*** EXCERPTED DATA ***
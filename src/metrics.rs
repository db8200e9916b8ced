use std::fmt;
use std::sync::atomic::{AtomicU64, Ordering};
use std::sync::Arc;
use std::time::Duration;

use crossbeam_utils::CachePadded;

/// A thread-safe, internal counter set for one engine.
/// All fields are atomic to allow for lock-free updates.
#[derive(Debug, Default)]
pub(crate) struct Metrics {
  hits: CachePadded<AtomicU64>,
  misses: CachePadded<AtomicU64>,
  evictions: CachePadded<AtomicU64>,
  load_successes: CachePadded<AtomicU64>,
  load_errors: CachePadded<AtomicU64>,
  load_time_nanos: CachePadded<AtomicU64>,
}

impl Metrics {
  pub(crate) fn new() -> Self {
    Self::default()
  }

  #[inline]
  pub(crate) fn hit(&self) {
    self.hits.fetch_add(1, Ordering::Relaxed);
  }

  #[inline]
  pub(crate) fn miss(&self) {
    self.misses.fetch_add(1, Ordering::Relaxed);
  }

  #[inline]
  pub(crate) fn eviction(&self) {
    self.evictions.fetch_add(1, Ordering::Relaxed);
  }

  #[inline]
  pub(crate) fn load_success(&self, elapsed: Duration) {
    self.load_successes.fetch_add(1, Ordering::Relaxed);
    self
      .load_time_nanos
      .fetch_add(elapsed.as_nanos() as u64, Ordering::Relaxed);
  }

  #[inline]
  pub(crate) fn load_error(&self) {
    self.load_errors.fetch_add(1, Ordering::Relaxed);
  }
}

/// A live view over one or more engines' counters.
///
/// Each accessor sums a fresh atomic load from every underlying engine, so
/// a `Stats` returned by a sharded cache is always the exact sum of its
/// shards at the moment of the read. Individual field reads observe the most
/// recent state, but two reads are not atomic with respect to each other;
/// callers that need a frozen, mutually consistent set of numbers should
/// take a [`snapshot`](Stats::snapshot).
#[derive(Clone)]
pub struct Stats {
  sources: Vec<Arc<Metrics>>,
}

impl Stats {
  pub(crate) fn new(sources: Vec<Arc<Metrics>>) -> Self {
    Self { sources }
  }

  /// The number of lookups served from the cache.
  pub fn hits(&self) -> u64 {
    self
      .sources
      .iter()
      .map(|m| m.hits.load(Ordering::Relaxed))
      .sum()
  }

  /// The number of lookups that found no entry and no loader.
  pub fn misses(&self) -> u64 {
    self
      .sources
      .iter()
      .map(|m| m.misses.load(Ordering::Relaxed))
      .sum()
  }

  /// The number of entries removed by expiry, replacement, or the size bound.
  pub fn evictions(&self) -> u64 {
    self
      .sources
      .iter()
      .map(|m| m.evictions.load(Ordering::Relaxed))
      .sum()
  }

  /// The number of loader invocations that returned a value.
  pub fn load_successes(&self) -> u64 {
    self
      .sources
      .iter()
      .map(|m| m.load_successes.load(Ordering::Relaxed))
      .sum()
  }

  /// The number of loader invocations that failed.
  pub fn load_errors(&self) -> u64 {
    self
      .sources
      .iter()
      .map(|m| m.load_errors.load(Ordering::Relaxed))
      .sum()
  }

  /// The cumulative wall-clock time spent in successful loads.
  pub fn total_load_time(&self) -> Duration {
    Duration::from_nanos(
      self
        .sources
        .iter()
        .map(|m| m.load_time_nanos.load(Ordering::Relaxed))
        .sum(),
    )
  }

  /// Hits plus misses.
  pub fn request_count(&self) -> u64 {
    self.hits() + self.misses()
  }

  /// The fraction of lookups served from the cache, or 0.0 before any.
  pub fn hit_ratio(&self) -> f64 {
    let hits = self.hits();
    let total = hits + self.misses();
    if total == 0 {
      0.0
    } else {
      hits as f64 / total as f64
    }
  }

  /// Creates a point-in-time copy of the counters.
  pub fn snapshot(&self) -> StatsSnapshot {
    StatsSnapshot {
      hits: self.hits(),
      misses: self.misses(),
      evictions: self.evictions(),
      load_successes: self.load_successes(),
      load_errors: self.load_errors(),
      total_load_time: self.total_load_time(),
    }
  }
}

impl fmt::Debug for Stats {
  fn fmt(&self, f: &mut fmt::Formatter<'_>) -> fmt::Result {
    let snapshot = self.snapshot();
    f.debug_struct("Stats")
      .field("hits", &snapshot.hits)
      .field("misses", &snapshot.misses)
      .field("hit_ratio", &format!("{:.2}%", self.hit_ratio() * 100.0))
      .field("evictions", &snapshot.evictions)
      .field("load_successes", &snapshot.load_successes)
      .field("load_errors", &snapshot.load_errors)
      .field("total_load_time", &snapshot.total_load_time)
      .finish()
  }
}

/// A point-in-time, frozen copy of the cache's counters.
#[derive(Debug, Clone, PartialEq, Eq)]
pub struct StatsSnapshot {
  pub hits: u64,
  pub misses: u64,
  pub evictions: u64,
  pub load_successes: u64,
  pub load_errors: u64,
  pub total_load_time: Duration,
}
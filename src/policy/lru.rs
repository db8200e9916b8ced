use super::{EvictionPolicy, VictimCandidate};

/// Evicts the entry with the oldest last-read timestamp.
///
/// The shard's map keeps no recency ordering, so selection is a full scan of
/// the shard under its write lock. This is best-effort LRU: the last-read
/// timestamp is refreshed outside the lock on a hit, so a concurrent read
/// can lose the race and its entry may still be chosen.
#[derive(Debug, Default, Clone, Copy)]
pub struct LruPolicy;

impl<K: Clone> EvictionPolicy<K> for LruPolicy {
  fn select_victim(
    &self,
    candidates: &mut dyn Iterator<Item = VictimCandidate<'_, K>>,
  ) -> Option<K> {
    candidates
      .min_by_key(|candidate| candidate.last_read)
      .map(|candidate| candidate.key.clone())
  }
}

#[cfg(test)]
mod tests {
  use super::*;

  #[test]
  fn picks_least_recently_read() {
    let keys = ["a", "b", "c"];
    let reads = [30_u64, 10, 20];
    let mut candidates = keys.iter().zip(reads).map(|(key, last_read)| VictimCandidate {
      key,
      last_read,
      last_write: 0,
    });
    let victim = LruPolicy.select_victim(&mut candidates);
    assert_eq!(victim, Some("b"));
  }
}
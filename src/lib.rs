//! A concurrent, in-process loading cache.
//!
//! `loadcache` is a key/value store that can populate itself on demand via a
//! caller-supplied loader, expire entries by time since last write and/or
//! last read, bound its size with a pluggable eviction policy, partition
//! itself into independently-locked shards, and notify listeners when
//! entries are removed.
//!
//! # Features
//! - **Loading**: a miss invokes the configured loader under the shard's
//!   write lock, so concurrent requesters of a missing key all observe one
//!   load.
//! - **Expiry**: expire-after-write and expire-after-read windows, checked
//!   lazily on access and, optionally, by a background sweeper.
//! - **Bounded size**: a per-shard maximum with a swappable victim-selection
//!   policy (arbitrary, LRU, random).
//! - **Sharding**: `hash(key) mod N` routing over independent engines; the
//!   only source of true parallelism.
//! - **Removal listeners**: one notification per removed entry, fanned out
//!   concurrently and joined before the removing operation completes.
//! - **Testable time**: every expiry decision consults a substitutable
//!   [`Clock`].
//!
//! # Example
//! ```
//! use loadcache::CacheBuilder;
//!
//! let cache = CacheBuilder::new()
//!   .loader(|key: &u32| Ok(key.to_string()))
//!   .build()
//!   .unwrap();
//!
//! assert_eq!(*cache.get(&7).unwrap(), "7");
//! ```

// Public modules that form the API
pub mod builder;
pub mod error;
pub mod listener;
pub mod metrics;
pub mod policy;
pub mod time;

// Internal, crate-only modules
mod cache;
mod engine;
mod entry;
mod router;
mod task;

// Re-export the primary user-facing types for convenience
pub use builder::CacheBuilder;
pub use cache::Cache;
pub use error::{BoxError, BuildError, CacheError};
pub use listener::{RemovalListener, RemovalNotification, RemovalReason};
pub use metrics::{Stats, StatsSnapshot};
pub use policy::{ArbitraryPolicy, EvictionPolicy, LruPolicy, RandomPolicy, VictimCandidate};
pub use time::{Clock, MockClock, SystemClock};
*** End of EXCERPTED DATA ***
Out of the preceding entries, pull every line containing the string "that".

/// callers that need a frozen, mutually consistent set of numbers should
  /// The number of lookups that found no entry and no loader.
  /// The number of loader invocations that returned a value.
  /// The number of loader invocations that failed.
//! `loadcache` is a key/value store that can populate itself on demand via a
// Public modules that form the API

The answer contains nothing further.